気持ちを分かち合って

芹野 創牧師

 

 神の御心で旅立った船なら不幸や災害は起こらないというのだろうか。宗教とご利益が結びつくと「不信仰な者は不幸になり、信仰を持つ者こそが幸福になれる」という図式になるだろう。しかしキリストは「決してそうではない」と断言する(ルカ13:1以下参照)。

 キリストの「向こう岸に渡ろう」(4:35)という呼びかけに従って漕ぎ出した船であっても激しい嵐に象徴される災害や困難に直面するということを聖書は語る。湖が平穏の時、不安や悩みも少なく心が穏やかな時、弟子たちはキリストの存在を忘れかけている。それは私たちの生活の中でも決して珍しくない。キリストが共にいることを知っていても、それが揺るぎない信仰であるとは限らない。結果的にキリストが嵐を鎮め船は向こう岸に辿り着くが、私たちは「なぜ怖がるのか。まだ信じないのか」(4:40)というキリストの問いかけを忘れてはならない。聖書が示す人間の現実とは、このキリストの問いかけに全く答えることができなかったということである。嵐を鎮めるように、不幸や災い、人生の困難な状況を見事に取り去る奇跡の大きさにばかり注目し、弟子たちは「いったいこの方はどなたなのだろう。風や湖さえも従うではないか」(4:41)と驚くことしかできなかったのである。それは私たちの姿でもあり人間の現実ではないだろうか。

 生活コラムニストのももせいづみさんという方が興味深いデータを紹介している。あるカード会社が共働き世帯を対象に行ったアンケートで、約半数の人が「家事分担が原因でケンカになったことがある」と回答したという。

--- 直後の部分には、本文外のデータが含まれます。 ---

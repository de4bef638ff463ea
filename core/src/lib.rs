pub mod calculators;
pub mod chart;
pub mod db;
pub mod error;
pub mod flatfile;
pub mod models;
pub mod service;
pub mod units;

ももせいづみさんは「分担」と「シェア」の違いについて、分担は「作業を振り分けること」であり、シェアは「分かち合うこと」。大事なのは作業だけではなく「気持ち」の部分をも分かち合うことだと指摘する。「気持ちを分かち合うこと」がいかに難しく定義のしがたいことであるかを改めて感じる。

 本当に全てを分かち合うことが、実は極めて難しいことだということを私たちは忘れてはならない。なぜなら、その難しさこそがキリストの十字架を「神の恵み」として受け入れることができるかどうかの分岐点だからである。本当に全てを分かち合うという極めて難しい事柄は、決して「一日に成らず」である。そのために時間をかけ、心をかけ、最後には命までかけるキリストの十字架を私たちは「神の恵み」として受け止めているだろうか。キリストの十字架の元でそれぞれに気持ちを分かち合う者でありたい。